Investigatory detention and patdown search for weapons
In Terry v. Ohio (1968) 392 U.S. 1 (Terry), the Supreme Court held that when a police officer has reasonable suspicion that “criminal activity may be afoot and that the persons with whom he is dealing may be armed and presently dangerous,” an investigatory detention and patdown search for weapons is constitutionally permissible under the Fourth Amendment. Reasonable suspicion is less than probable cause (United States v. Arvizu (2002) 534 U.S. 266, 274. (Arvizu)), but is more than a mere “hunch,” and must be based on “specific reasonable inferences which [officers are] entitled to draw from the facts in light of [their] experience[s].” (Terry, at p. 27.) Whether reasonable suspicion exists depends on the totality of the circumstances. (United States v. Cortez (1981) 449 U.S. 411, 417. (Cortez).)

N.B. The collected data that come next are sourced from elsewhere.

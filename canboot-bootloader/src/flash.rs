// SPDX-License-Identifier: MIT
// Copyright (c) 2026 ADNT Sarl <info@adnt.io>

//! Flash read/write/erase wrappers using RP2040 ROM routines.
//!
//! On RP2040, flash operations (erase/program) require disabling XIP first.
//! The full sequence is:
//!   1. connect_internal_flash()
//!   2. flash_exit_xip()
//!   3. flash_range_erase() or flash_range_program()
//!   4. flash_flush_cache()
//!   5. flash_enter_cmd_xip()
//!
//! All code executing during steps 1-5 must run from RAM, not flash.
//! We use `#[link_section = ".data"]` to place critical functions in RAM,
//! and pre-resolve all ROM function pointers at init time.
//!
//! On top of the ROM wrappers sit [`RomFlash`], the device behind the
//! application flash programmer, and [`FlashBoardInfo`], the board identity
//! kept in its own sector.

use canboot_common::board_info::{BoardInfoStore, StoreError, StoredInfo, RECORD_SIZE};
use canboot_common::flash_burner::{FlashDevice, FlashError};
use canboot_common::protocol::{
    FirmwareVersion, BOARD_INFO_ADDR, FLASH_BASE, FLASH_PAGE_SIZE, FLASH_SECTOR_SIZE,
    USER_DATA_ADDR,
};

// ROM function pointer types
type RomFnVoid = unsafe extern "C" fn();
type RomFnErase = unsafe extern "C" fn(u32, usize, u32, u8);
type RomFnProgram = unsafe extern "C" fn(u32, *const u8, usize);

/// ROM function pointers, resolved once at init from the ROM table.
/// Stored in static RAM so RAM-resident functions can call them without
/// accessing flash-based code.
static mut ROM_CONNECT_INTERNAL_FLASH: RomFnVoid = dummy_void;
static mut ROM_FLASH_EXIT_XIP: RomFnVoid = dummy_void;
static mut ROM_FLASH_RANGE_ERASE: RomFnErase = dummy_erase;
static mut ROM_FLASH_RANGE_PROGRAM: RomFnProgram = dummy_program;
static mut ROM_FLASH_FLUSH_CACHE: RomFnVoid = dummy_void;
static mut ROM_FLASH_ENTER_CMD_XIP: RomFnVoid = dummy_void;

unsafe extern "C" fn dummy_void() {}
unsafe extern "C" fn dummy_erase(_: u32, _: usize, _: u32, _: u8) {}
unsafe extern "C" fn dummy_program(_: u32, _: *const u8, _: usize) {}

/// Look up a ROM function by its two-character tag.
/// ROM table pointer at 0x14 and lookup function at 0x18 are 16-bit halfword pointers.
unsafe fn rom_func_lookup(tag: &[u8; 2]) -> usize {
    let fn_table = *(0x14 as *const u16) as *const u16;
    let lookup: unsafe extern "C" fn(*const u16, u32) -> usize =
        core::mem::transmute::<usize, unsafe extern "C" fn(*const u16, u32) -> usize>(
            *(0x18 as *const u16) as usize,
        );
    let code = u16::from_le_bytes(*tag) as u32;
    lookup(fn_table, code)
}

/// Initialize ROM flash function pointers. Must be called once before any flash operations.
/// This performs ROM table lookups which require XIP to be active.
pub fn init() {
    unsafe {
        ROM_CONNECT_INTERNAL_FLASH =
            core::mem::transmute::<usize, RomFnVoid>(rom_func_lookup(b"IF"));
        ROM_FLASH_EXIT_XIP =
            core::mem::transmute::<usize, RomFnVoid>(rom_func_lookup(b"EX"));
        ROM_FLASH_RANGE_ERASE =
            core::mem::transmute::<usize, RomFnErase>(rom_func_lookup(b"RE"));
        ROM_FLASH_RANGE_PROGRAM =
            core::mem::transmute::<usize, RomFnProgram>(rom_func_lookup(b"RP"));
        ROM_FLASH_FLUSH_CACHE =
            core::mem::transmute::<usize, RomFnVoid>(rom_func_lookup(b"FC"));
        ROM_FLASH_ENTER_CMD_XIP =
            core::mem::transmute::<usize, RomFnVoid>(rom_func_lookup(b"CX"));
    }
}

/// Convert an absolute XIP flash address to a flash-relative offset.
fn addr_to_offset(abs_addr: u32) -> u32 {
    abs_addr - FLASH_BASE
}

/// Erase flash at the given flash-relative offset.
/// Runs entirely from RAM with proper XIP teardown/setup.
///
/// # Safety
/// The `init()` function must have been called first.
#[link_section = ".data"]
#[inline(never)]
unsafe fn flash_erase(offset: u32, size: u32) {
    cortex_m::interrupt::disable();
    ROM_CONNECT_INTERNAL_FLASH();
    ROM_FLASH_EXIT_XIP();
    ROM_FLASH_RANGE_ERASE(offset, size as usize, FLASH_SECTOR_SIZE, 0x20);
    ROM_FLASH_FLUSH_CACHE();
    ROM_FLASH_ENTER_CMD_XIP();
    cortex_m::interrupt::enable();
}

/// Program flash at the given flash-relative offset.
/// Runs entirely from RAM with proper XIP teardown/setup.
///
/// # Safety
/// The `init()` function must have been called first.
#[link_section = ".data"]
#[inline(never)]
unsafe fn flash_program(offset: u32, data: *const u8, len: usize) {
    cortex_m::interrupt::disable();
    ROM_CONNECT_INTERNAL_FLASH();
    ROM_FLASH_EXIT_XIP();
    ROM_FLASH_RANGE_PROGRAM(offset, data, len);
    ROM_FLASH_FLUSH_CACHE();
    ROM_FLASH_ENTER_CMD_XIP();
    cortex_m::interrupt::enable();
}

/// Read bytes from an absolute XIP flash address via volatile reads.
fn flash_read(abs_addr: u32, buf: &mut [u8]) {
    for (i, byte) in buf.iter_mut().enumerate() {
        *byte = unsafe { ((abs_addr + i as u32) as *const u8).read_volatile() };
    }
}

fn flash_matches(abs_addr: u32, data: &[u8]) -> bool {
    data.iter()
        .enumerate()
        .all(|(i, &b)| unsafe { ((abs_addr + i as u32) as *const u8).read_volatile() } == b)
}

fn flash_is_erased(abs_addr: u32, len: u32) -> bool {
    (0..len).all(|i| unsafe { ((abs_addr + i) as *const u8).read_volatile() } == 0xFF)
}

// --- Application flash device ---

/// Sector-granular access to the on-board QSPI flash through the ROM.
///
/// The programmer decides where it writes; callers are expected to keep it
/// inside the application region.
pub struct RomFlash {
    _private: (),
}

impl RomFlash {
    pub fn new() -> Self {
        init();
        Self { _private: () }
    }
}

impl FlashDevice for RomFlash {
    fn erase_page(&mut self, address: u32) -> Result<(), FlashError> {
        unsafe { flash_erase(addr_to_offset(address), FLASH_SECTOR_SIZE) };
        if !flash_is_erased(address, FLASH_SECTOR_SIZE) {
            defmt::warn!("Erase failed at 0x{:08x}", address);
            return Err(FlashError::Erase { address });
        }
        Ok(())
    }

    fn program_page(&mut self, address: u32, data: &[u8]) -> Result<(), FlashError> {
        unsafe { flash_program(addr_to_offset(address), data.as_ptr(), data.len()) };
        if !flash_matches(address, data) {
            defmt::warn!("Program failed at 0x{:08x}", address);
            return Err(FlashError::Program { address });
        }
        Ok(())
    }

    fn read(&self, address: u32, buf: &mut [u8]) {
        flash_read(address, buf);
    }
}

// --- Board identity ---

/// Board identity record in the sector at [`BOARD_INFO_ADDR`].
///
/// The bootloader version is always that of the running bootloader, whatever
/// the record says.
pub struct FlashBoardInfo {
    defaults: StoredInfo,
}

impl FlashBoardInfo {
    /// `defaults` is the identity of a board that never stored one.
    pub fn new(defaults: StoredInfo) -> Self {
        init();
        Self { defaults }
    }

    fn bootloader_version(&self) -> FirmwareVersion {
        self.defaults.bootloader
    }
}

impl BoardInfoStore for FlashBoardInfo {
    fn get(&mut self) -> StoredInfo {
        let mut rec = [0u8; RECORD_SIZE];
        flash_read(BOARD_INFO_ADDR, &mut rec);

        let mut info = StoredInfo::from_record(&rec).unwrap_or(self.defaults);
        info.bootloader = self.bootloader_version();
        info
    }

    fn set(&mut self, info: &StoredInfo) -> Result<(), StoreError> {
        let offset = addr_to_offset(BOARD_INFO_ADDR);

        // Pad to a full 256-byte page
        let mut page = [0xFFu8; FLASH_PAGE_SIZE as usize];
        page[..RECORD_SIZE].copy_from_slice(&info.to_record());

        unsafe {
            flash_erase(offset, FLASH_SECTOR_SIZE);
            flash_program(offset, page.as_ptr(), page.len());
        }

        if !flash_matches(BOARD_INFO_ADDR, &page) {
            defmt::warn!("Board info not written");
            return Err(StoreError::Verify);
        }
        Ok(())
    }

    fn erase_user_data(&mut self) -> Result<(), StoreError> {
        unsafe { flash_erase(addr_to_offset(USER_DATA_ADDR), FLASH_SECTOR_SIZE) };
        if !flash_is_erased(USER_DATA_ADDR, FLASH_SECTOR_SIZE) {
            defmt::warn!("User data not erased");
            return Err(StoreError::Write);
        }
        defmt::println!("User data erased");
        Ok(())
    }
}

Standard of Review gives deference to any factual findings made at the preliminary hearing, and the Court of Appeals independently evaluates the legal questions of whether the detention and search were reasonable. (Blakes v. Superior Court (2021) 72 Cal.App.5th 904, 910.)

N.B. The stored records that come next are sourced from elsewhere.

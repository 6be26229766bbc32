// SPDX-License-Identifier: MIT
// Copyright (c) 2026 ADNT Sarl <info@adnt.io>

//! Internal tracing macro: `defmt::debug!` with the `defmt` feature, nothing otherwise.

macro_rules! trace {
    ($($arg:tt)*) => {{
        #[cfg(feature = "defmt")]
        ::defmt::debug!($($arg)*);
    }};
}
// SPDX-License-Identifier: MIT
// Copyright (c) 2026 ADNT Sarl <info@adnt.io>

use std::env;
use std::fs;
use std::path::PathBuf;

fn main() {
    let out_dir = PathBuf::from(env::var("OUT_DIR").unwrap());
    let linker_dir = PathBuf::from(env::var("CARGO_MANIFEST_DIR").unwrap())
        .parent()
        .unwrap()
        .join("linker_scripts");

    let linker_script = fs::read_to_string(linker_dir.join("bootloader_rp2040.x"))
        .expect("Failed to read bootloader_rp2040.x");
    fs::write(out_dir.join("memory.x"), linker_script).expect("Failed to write memory.x");

    println!("cargo:rustc-link-search={}", out_dir.display());
    println!("cargo:rustc-link-arg=-Tlink.x");
    println!("cargo:rustc-link-arg=-Tdefmt.x");
    println!(
        "cargo:rerun-if-changed={}",
        linker_dir.join("bootloader_rp2040.x").display()
    );
    println!("cargo:rerun-if-changed=build.rs");
}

The totality of the circumstances demonstrates that searching Esparza for weapons was reasonable.
The traffic stop was legal since the tinted windows constituted a Vehicle Code violation. (See People v. Superior Court of Los Angeles County (1972) 7 Cal.3d 186, 200.)

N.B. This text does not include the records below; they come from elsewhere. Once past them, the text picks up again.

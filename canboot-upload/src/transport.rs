// SPDX-License-Identifier: MIT
// Copyright (c) 2026 ADNT Sarl <info@adnt.io>

//! Serial transport: CAN frames to and from the bus attachment, one
//! COBS-framed postcard record per frame.

use anyhow::{bail, Context, Result};
use serialport::SerialPort;
use std::io::{Read, Write};
use std::time::{Duration, Instant};

use canboot_common::frame::CanFrame;

/// Default time to wait for a reply, in milliseconds.
pub const DEFAULT_TIMEOUT_MS: u64 = 1000;

/// Poll interval of the serial port while waiting for a frame.
const READ_SLICE_MS: u64 = 20;

/// Longest record kept while waiting for its delimiter.
const RX_BUF_SIZE: usize = 64;

/// What one received byte completed.
#[derive(Debug, PartialEq)]
enum Received {
    Pending,
    Frame(CanFrame),
    /// A delimited record that did not decode, with its length.
    Malformed(usize),
    /// No delimiter within [`RX_BUF_SIZE`] bytes.
    Overflow,
}

/// Feed one byte of the COBS stream into `rx_buf`.
fn push_byte(rx_buf: &mut Vec<u8>, byte: u8) -> Received {
    if byte != 0 {
        if rx_buf.len() >= RX_BUF_SIZE {
            rx_buf.clear();
            return Received::Overflow;
        }
        rx_buf.push(byte);
        return Received::Pending;
    }
    if rx_buf.is_empty() {
        return Received::Pending;
    }
    let frame = CanFrame::from_cobs(rx_buf);
    let raw_len = rx_buf.len();
    rx_buf.clear();
    match frame {
        Some(frame) => Received::Frame(frame),
        None => Received::Malformed(raw_len),
    }
}

pub struct Transport {
    port: Box<dyn SerialPort>,
    rx_buf: Vec<u8>,
    timeout: Duration,
    verbose: bool,
}

impl Transport {
    /// Open the serial port of the bus attachment.
    pub fn new(port_name: &str, timeout_ms: u64, verbose: bool) -> Result<Self> {
        let port = serialport::new(port_name, 115200)
            .timeout(Duration::from_millis(READ_SLICE_MS))
            .open()
            .with_context(|| format!("Failed to open serial port {}", port_name))?;

        Ok(Self {
            port,
            rx_buf: Vec::with_capacity(RX_BUF_SIZE),
            timeout: Duration::from_millis(timeout_ms),
            verbose,
        })
    }

    pub fn timeout(&self) -> Duration {
        self.timeout
    }

    /// Put a frame on the bus.
    pub fn send(&mut self, frame: &CanFrame) -> Result<()> {
        if self.verbose {
            println!("  tx {}", format_frame(frame));
        }
        let mut buf = [0u8; 32];
        let encoded = frame
            .to_cobs(&mut buf)
            .context("Failed to serialize frame")?;
        self.port
            .write_all(encoded)
            .context("Failed to write to serial port")?;
        self.port.flush()?;
        Ok(())
    }

    /// Next frame from the bus, or `None` once `deadline` has passed.
    pub fn receive_until(&mut self, deadline: Instant) -> Result<Option<CanFrame>> {
        let mut byte = [0u8; 1];

        loop {
            if Instant::now() >= deadline {
                return Ok(None);
            }
            match self.port.read(&mut byte) {
                Ok(1) => match push_byte(&mut self.rx_buf, byte[0]) {
                    Received::Pending => continue,
                    Received::Frame(frame) => {
                        if self.verbose {
                            println!("  rx {}", format_frame(&frame));
                        }
                        return Ok(Some(frame));
                    }
                    Received::Malformed(len) => eprintln!("Dropped malformed record ({} bytes)", len),
                    Received::Overflow => eprintln!("Receive overflow, record dropped"),
                },
                Ok(_) => continue,
                Err(e) if e.kind() == std::io::ErrorKind::TimedOut => continue,
                Err(e) => bail!("Serial read error: {}", e),
            }
        }
    }

    /// Wait for the first frame accepted by `accept`, discarding others.
    pub fn wait_for<F>(&mut self, timeout: Duration, accept: F) -> Result<Option<CanFrame>>
    where
        F: Fn(&CanFrame) -> bool,
    {
        let deadline = Instant::now() + timeout;
        while let Some(frame) = self.receive_until(deadline)? {
            if accept(&frame) {
                return Ok(Some(frame));
            }
        }
        Ok(None)
    }

    /// Collect every frame accepted by `accept` until `timeout` elapses.
    pub fn collect<F>(&mut self, timeout: Duration, accept: F) -> Result<Vec<CanFrame>>
    where
        F: Fn(&CanFrame) -> bool,
    {
        let deadline = Instant::now() + timeout;
        let mut frames = Vec::new();
        while let Some(frame) = self.receive_until(deadline)? {
            if accept(&frame) {
                frames.push(frame);
            }
        }
        Ok(frames)
    }

    /// Discard anything already received.
    pub fn drain_rx(&mut self) {
        let mut buf = [0u8; 64];
        while self.port.read(&mut buf).unwrap_or(0) > 0 {}
        self.rx_buf.clear();
    }
}

/// `id [size] bytes`, as printed with `--verbose`.
pub fn format_frame(frame: &CanFrame) -> String {
    let size = (frame.size as usize).min(frame.data.len());
    format!(
        "0x{:03x} [{}] {:02x?}",
        frame.id,
        frame.size,
        &frame.data[..size]
    )
}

Gang affiliation of one individual alone does not justify a stop and frisk. (People v. Hester (2004) 119 Cal.App.4th 376, 392.) The “ ‘high crime area’ ” justification for a detention can be easily abused (In re Tony C. (1978) 21 Cal.3d 888, 897.), as can an individual’s proximity to someone suspected of criminal activity. (See Ybarra v. Illinois (1979) 444 U.S. 85, 91.) But when such factors are all stacked together, as was this case here, the analysis changes. Here, The finding of a gun on one passenger was an important factor in the officers’ decision to pat down Esparza. This factor surely gave rise to a reasonable inference that the other gang members in the car might be armed and dangerous.
Esparza’s detention was not unduly prolonged.
Esparza argued that the detention was unduly prolonged because it went beyond the officers’ only necessary tasks: to run his license and then issue him a citation for tinted windows. Here, a decision to wait for backup was reasonable in light of his justifiable safety concerns.
When a car is lawfully detained, “police officers may order the driver to get out of the vehicle without violating the Fourth Amendment’s proscription of unreasonable searches and seizures.” (Pennsylvania v. Mimms (1977) 434 U.S. 106, 111, fn. 6.) Passengers are seized in traffic stops in the same manner as drivers and the threat posed to an officer by a passenger is “every bit as great as that of the driver” such that officers may therefore “order passengers to get out of the car pending completion of the stop.” (Maryland v. Wilson (1997) 519 U.S. 408, 414–415.) Pretextual stops are tolerated—so long as the lawful bounds that justify the stop are observed— because the subjective intent of officers is irrelevant in Fourth Amendment analysis. Investigations conducted by officers not directly related to the initial purpose of the stop “do not convert the encounter into something other than a lawful seizure, so long as the inquiries do not measurably extend the stop’s duration.” (Arizona v. Johnson (2009) 555 U.S. 323, 333.) A pretextual stop only ripens into an unlawful detention if it deviates too far from the proper legal justification, which is to “address the traffic violation that warranted the stop”—what the Court has called the “mission” of the stop—and “attend to related safety concerns.” (Rodriguez v. United States, 575 U.S. 348, 354. (Rodriguez).)
Esparza’s detention was not unreasonably extended. The stop was initiated lawfully and remained lawful throughout. Esparza’s motion to suppress evidence was properly denied, as was his subsequent section 995 motion based on the same argument.